Take a look at the work of some of the leading celebrity headshot photographers and you’ll see images where the tops of the subjects’ head is cropped. It’s obviously not a mistake, so why that approach? And is it for everyone?
Before we get started, I should point out that photography is an art form, and so all of this is a matter of personal preference – one person’s art is another’s scrap. There is no real right or wrong way – but before you decide, it may be helpful to consciously look at some of the work of leading photographers and artists, and think about what you look and don’t like.
Peter Hurley originally developed this style of shooting and became known as the photographer who chopped the tops of people’s head off. In his book, “The Headshot”, he talks about how he does this because of his proximity to his subjects, how he likes the eyes above the centerline of the image, and how he also needs to capture the area below the chin. In order for him to keep his proximity to the subject and the eyes in the right place in the photograph, something has to give, and that something is the top of head.
Most people like it, some hate it (my mother-in-law being one of the latter, who looks at my work and always asks me why I chopped off the top of the person’s head!). And at the end of the day, the subject needs to be happy with their image.
But think about a headshot, what you’re trying to convey, and how the elements of the image draw attention to those parts of the image that have the greatest impact on the viewer. In any headshot (or portrait), the key areas that people are drawn to are the eyes and the smile. The eyes (aka, the window into your soul) convey a tremendous amount of information and emotion – happiness, sadness, intensity, passion, or sometimes darkness, lifelessness.
The mouth is next most important – it too conveys emotion, and you generally want the emotion shown from the mouth to support the emotion being conveyed by the eyes (unless of course you’re trying to elicit a different reaction from the viewer).

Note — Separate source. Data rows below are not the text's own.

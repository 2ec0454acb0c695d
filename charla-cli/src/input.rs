//! Draft editing and key handling for the chat view

use crossterm::event::{KeyCode, KeyEvent, KeyModifiers};

/// What a key press means to the chat view
#[derive(Debug, Clone, Copy, PartialEq, Eq)]
pub enum InputAction {
    Submit,
    Newline,
    Insert(char),
    Backspace,
    ClearError,
    ScrollUp,
    ScrollDown,
    Quit,
    Ignore,
}

/// Map a key press to an action.
///
/// Plain Enter submits. Enter with Shift or Alt inserts a newline into the
/// draft instead (terminals that cannot report Shift+Enter send Alt+Enter).
pub fn classify_key(key: &KeyEvent) -> InputAction {
    let ctrl = key.modifiers.contains(KeyModifiers::CONTROL);
    match key.code {
        KeyCode::Char('c') if ctrl => InputAction::Quit,
        KeyCode::Char('d') if ctrl => InputAction::ClearError,
        KeyCode::Char('j') if ctrl => InputAction::Newline,
        KeyCode::Esc => InputAction::Quit,
        KeyCode::Enter
            if key
                .modifiers
                .intersects(KeyModifiers::SHIFT | KeyModifiers::ALT) =>
        {
            InputAction::Newline
        }
        KeyCode::Enter => InputAction::Submit,
        KeyCode::Backspace => InputAction::Backspace,
        KeyCode::Up | KeyCode::PageUp => InputAction::ScrollUp,
        KeyCode::Down | KeyCode::PageDown => InputAction::ScrollDown,
        KeyCode::Char(_) if ctrl => InputAction::Ignore,
        KeyCode::Char(ch) => InputAction::Insert(ch),
        _ => InputAction::Ignore,
    }
}

/// Slash commands understood by the chat view
#[derive(Debug, Clone, PartialEq, Eq)]
pub enum ChatCommand {
    Logout,
    Clear,
    Quit,
    Send(String),
}

impl ChatCommand {
    pub fn parse(text: String) -> Self {
        match text.trim() {
            "/logout" => ChatCommand::Logout,
            "/clear" => ChatCommand::Clear,
            "/quit" | "/exit" => ChatCommand::Quit,
            _ => ChatCommand::Send(text),
        }
    }
}

/// The message being typed
#[derive(Debug, Default, Clone)]
pub struct Draft {
    text: String,
}

impl Draft {
    pub fn new() -> Self {
        Self::default()
    }

    pub fn as_str(&self) -> &str {
        &self.text
    }

    pub fn insert(&mut self, ch: char) {
        self.text.push(ch);
    }

    pub fn newline(&mut self) {
        self.text.push('\n');
    }

    pub fn backspace(&mut self) {
        self.text.pop();
    }

    /// Take the draft for sending. Blank drafts are kept and yield `None`.
    pub fn take(&mut self) -> Option<String> {
        if self.text.trim().is_empty() {
            return None;
        }
        Some(std::mem::take(&mut self.text))
    }

    /// Cursor offset (column, row) inside the draft box
    pub fn cursor(&self) -> (u16, u16) {
        let row = self.text.matches('\n').count();
        let col = self
            .text
            .rsplit('\n')
            .next()
            .map(|line| line.chars().count())
            .unwrap_or(0);
        (
            u16::try_from(col).unwrap_or(u16::MAX),
            u16::try_from(row).unwrap_or(u16::MAX),
        )
    }
}
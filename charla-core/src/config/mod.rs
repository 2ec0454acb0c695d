//! Configuration management
//!
//! Handles loading and validation of charla configuration from files
//! and environment variables.

pub mod loader;
pub mod schema;
pub mod validate;

pub use loader::ConfigLoader;
pub use schema::*;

The top of your head doesn’t convey a whole lot - it doesn’t smile, it doesn’t convey emotion so why worry if part of it isn’t showing. And, if you’re “hair challenged” like me, why even call attention to it? Personally, I like that tight of a crop on photograph, as it draws the viewer into your eyes and face more; I think this is particularly important for LinkedIn Profile pictures, where the image is so small, you want to devote as much area to the portions of your face that matter the most.
Here are 2 examples of a headshot for LinkedIn from one of my clients – which one do you think is more engaging?
They are roughly the same size, but the second one, to my eye, feels like he’s really looking at the viewer and you can tell more about his character.
At the end of the day, the choice is yours.